* **THE TASK**
Transcribe each record exactly. Include every one.

* **ENTRIES SHOWN**
//! System snapshot structures.

use crate::mode::Mode;
use chrono::{DateTime, Utc};
use serde::{Deserialize, Serialize};

/// A mode value as reported by one cooperating component.
#[derive(Debug, Clone, PartialEq, Eq, Serialize, Deserialize)]
pub struct ModeObservation {
    /// Reporting component (e.g. "registry", "orchestrator").
    pub component: String,

    /// Mode the component believes is current.
    pub mode: Mode,
}

impl ModeObservation {
    pub fn new(component: impl Into<String>, mode: Mode) -> Self {
        Self {
            component: component.into(),
            mode,
        }
    }
}

/// Point-in-time view of the cross-component facts used for validation.
///
/// Every observation is optional: a missing value means the observer was not
/// available and the corresponding check is skipped.
#[derive(Debug, Clone, PartialEq, Serialize, Deserialize)]
pub struct SystemSnapshot {
    /// Mode the caller expects to be current.
    #[serde(default)]
    pub current_mode: Option<Mode>,

    /// Modes reported by individual components.
    #[serde(default)]
    pub observed_modes: Vec<ModeObservation>,

    /// Whether raw input is being suppressed.
    #[serde(default)]
    pub suppression_enabled: Option<bool>,

    /// Whether the virtual-controller driver is connected.
    #[serde(default)]
    pub driver_connected: Option<bool>,

    /// Whether a physical input device is connected.
    #[serde(default)]
    pub device_connected: Option<bool>,

    /// Whether the hardware passthrough loop is running.
    #[serde(default)]
    pub passthrough_running: Option<bool>,

    /// When the last successful transition was committed.
    #[serde(default)]
    pub last_transition_at: Option<DateTime<Utc>>,

    /// When this snapshot was captured.
    pub captured_at: DateTime<Utc>,
}

impl Default for SystemSnapshot {
    fn default() -> Self {
        Self {
            current_mode: None,
            observed_modes: Vec::new(),
            suppression_enabled: None,
            driver_connected: None,
            device_connected: None,
            passthrough_running: None,
            last_transition_at: None,
            captured_at: Utc::now(),
        }
    }
}

impl SystemSnapshot {
    pub fn new() -> Self {
        Self::default()
    }

    pub fn with_current_mode(mut self, mode: Mode) -> Self {
        self.current_mode = Some(mode);
        self
    }

    pub fn with_suppression(mut self, enabled: bool) -> Self {
        self.suppression_enabled = Some(enabled);
        self
    }

    pub fn with_driver_connected(mut self, connected: bool) -> Self {
        self.driver_connected = Some(connected);
        self
    }

    pub fn with_device_connected(mut self, connected: bool) -> Self {
        self.device_connected = Some(connected);
        self
    }

    pub fn with_passthrough_running(mut self, running: bool) -> Self {
        self.passthrough_running = Some(running);
        self
    }

    /// Record the mode reported by `component`.
    pub fn observe(&mut self, component: impl Into<String>, mode: Mode) {
        self.observed_modes.push(ModeObservation::new(component, mode));
    }

    pub fn with_observation(mut self, component: impl Into<String>, mode: Mode) -> Self {
        self.observe(component, mode);
        self
    }

    /// The mode state checks run against: the expected mode if set, else the
    /// first observation.
    pub fn effective_mode(&self) -> Option<Mode> {
        self.current_mode
            .or_else(|| self.observed_modes.first().map(|o| o.mode))
    }

    /// All reported mode values (expected mode first), paired with their source.
    pub fn mode_reports(&self) -> Vec<(&str, Mode)> {
        let mut reports = Vec::with_capacity(self.observed_modes.len() + 1);
        if let Some(mode) = self.current_mode {
            reports.push(("expected", mode));
        }
        reports.extend(
            self.observed_modes
                .iter()
                .map(|o| (o.component.as_str(), o.mode)),
        );
        reports
    }

    /// True when at least two reports name different modes.
    pub fn has_mode_disagreement(&self) -> bool {
        let reports = self.mode_reports();
        match reports.first() {
            Some((_, first)) => reports.iter().any(|(_, mode)| mode != first),
            None => false,
        }
    }
}

#[cfg(test)]
mod tests {
    use super::*;

    #[test]
    fn test_default_snapshot_has_no_observations() {
        let snapshot = SystemSnapshot::default();
        assert!(snapshot.current_mode.is_none());
        assert!(snapshot.suppression_enabled.is_none());
        assert!(snapshot.effective_mode().is_none());
        assert!(!snapshot.has_mode_disagreement());
    }

    #[test]
    fn test_effective_mode_falls_back_to_observation() {
        let snapshot = SystemSnapshot::new().with_observation("registry", Mode::ConvertedOutput);
        assert_eq!(snapshot.effective_mode(), Some(Mode::ConvertedOutput));
    }

    #[test]
    fn test_disagreement_includes_expected_mode() {
        let agreeing = SystemSnapshot::new()
            .with_current_mode(Mode::Native)
            .with_observation("registry", Mode::Native);
        assert!(!agreeing.has_mode_disagreement());

        let disagreeing = agreeing.with_observation("tray", Mode::HardwarePassthrough);
        assert!(disagreeing.has_mode_disagreement());
    }

    #[test]
    fn test_snapshot_deserializes_sparse_json() {
        let json = r#"{"captured_at": "2026-01-01T00:00:00Z", "driver_connected": false}"#;
        let snapshot: SystemSnapshot = serde_json::from_str(json).unwrap();
        assert_eq!(snapshot.driver_connected, Some(false));
        assert!(snapshot.device_connected.is_none());
        assert!(snapshot.observed_modes.is_empty());
    }
}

* **RESPONSE TO THE EXERCISE**
//! System snapshot structures.

use crate::mode::Mode;
use chrono::{DateTime, Utc};
use serde::{Deserialize, Serialize};

/// A mode value as reported by one cooperating component.
#[derive(Debug, Clone, PartialEq, Eq, Serialize, Deserialize)]
pub struct ModeObservation {
    /// Reporting component (e.g. "registry", "orchestrator").
    pub component: String,

    /// Mode the component believes is current.
    pub mode: Mode,
}

impl ModeObservation {
    pub fn new(component: impl Into<String>, mode: Mode) -> Self {
        Self {
            component: component.into(),
            mode,
        }
    }
}

/// Point-in-time view of the cross-component facts used for validation.
///
/// Every observation is optional: a missing value means the observer was not
/// available and the corresponding check is skipped.
#[derive(Debug, Clone, PartialEq, Serialize, Deserialize)]
pub struct SystemSnapshot {
    /// Mode the caller expects to be current.
    #[serde(default)]
    pub current_mode: Option<Mode>,

    /// Modes reported by individual components.
    #[serde(default)]
    pub observed_modes: Vec<ModeObservation>,

    /// Whether raw input is being suppressed.
    #[serde(default)]
    pub suppression_enabled: Option<bool>,

    /// Whether the virtual-controller driver is connected.
    #[serde(default)]
    pub driver_connected: Option<bool>,

    /// Whether a physical input device is connected.
    #[serde(default)]
    pub device_connected: Option<bool>,

    /// Whether the hardware passthrough loop is running.
    #[serde(default)]
    pub passthrough_running: Option<bool>,

    /// When the last successful transition was committed.
    #[serde(default)]
    pub last_transition_at: Option<DateTime<Utc>>,

    /// When this snapshot was captured.
    pub captured_at: DateTime<Utc>,
}

impl Default for SystemSnapshot {
    fn default() -> Self {
        Self {
            current_mode: None,
            observed_modes: Vec::new(),
            suppression_enabled: None,
            driver_connected: None,
            device_connected: None,
            passthrough_running: None,
            last_transition_at: None,
            captured_at: Utc::now(),
        }
    }
}

impl SystemSnapshot {
    pub fn new() -> Self {
        Self::default()
    }

    pub fn with_current_mode(mut self, mode: Mode) -> Self {
        self.current_mode = Some(mode);
        self
    }

    pub fn with_suppression(mut self, enabled: bool) -> Self {
        self.suppression_enabled = Some(enabled);
        self
    }

    pub fn with_driver_connected(mut self, connected: bool) -> Self {
        self.driver_connected = Some(connected);
        self
    }

    pub fn with_device_connected(mut self, connected: bool) -> Self {
        self.device_connected = Some(connected);
        self
    }

    pub fn with_passthrough_running(mut self, running: bool) -> Self {
        self.passthrough_running = Some(running);
        self
    }

    /// Record the mode reported by `component`.
    pub fn observe(&mut self, component: impl Into<String>, mode: Mode) {
        self.observed_modes.push(ModeObservation::new(component, mode));
    }

    pub fn with_observation(mut self, component: impl Into<String>, mode: Mode) -> Self {
        self.observe(component, mode);
        self
    }

    /// The mode state checks run against: the expected mode if set, else the
    /// first observation.
    pub fn effective_mode(&self) -> Option<Mode> {
        self.current_mode
            .or_else(|| self.observed_modes.first().map(|o| o.mode))
    }

    /// All reported mode values (expected mode first), paired with their source.
    pub fn mode_reports(&self) -> Vec<(&str, Mode)> {
        let mut reports = Vec::with_capacity(self.observed_modes.len() + 1);
        if let Some(mode) = self.current_mode {
            reports.push(("expected", mode));
        }
        reports.extend(
            self.observed_modes
                .iter()
                .map(|o| (o.component.as_str(), o.mode)),
        );
        reports
    }

    /// True when at least two reports name different modes.
    pub fn has_mode_disagreement(&self) -> bool {
        let reports = self.mode_reports();
        match reports.first() {
            Some((_, first)) => reports.iter().any(|(_, mode)| mode != first),
            None => false,
        }
    }
}

#[cfg(test)]
mod tests {
    use super::*;

    #[test]
    fn test_default_snapshot_has_no_observations() {
        let snapshot = SystemSnapshot::default();
        assert!(snapshot.current_mode.is_none());
        assert!(snapshot.suppression_enabled.is_none());
        assert!(snapshot.effective_mode().is_none());
        assert!(!snapshot.has_mode_disagreement());
    }

    #[test]
    fn test_effective_mode_falls_back_to_observation() {
        let snapshot = SystemSnapshot::new().with_observation("registry", Mode::ConvertedOutput);
        assert_eq!(snapshot.effective_mode(), Some(Mode::ConvertedOutput));
    }

    #[test]
    fn test_disagreement_includes_expected_mode() {
        let agreeing = SystemSnapshot::new()
            .with_current_mode(Mode::Native)
            .with_observation("registry", Mode::Native);
        assert!(!agreeing.has_mode_disagreement());

        let disagreeing = agreeing.with_observation("tray", Mode::HardwarePassthrough);
        assert!(disagreeing.has_mode_disagreement());
    }

    #[test]
    fn test_snapshot_deserializes_sparse_json() {
        let json = r#"{"captured_at": "2026-01-01T00:00:00Z", "driver_connected": false}"#;
        let snapshot: SystemSnapshot = serde_json::from_str(json).unwrap();
        assert_eq!(snapshot.driver_connected, Some(false));
        assert!(snapshot.device_connected.is_none());
        assert!(snapshot.observed_modes.is_empty());
    }
}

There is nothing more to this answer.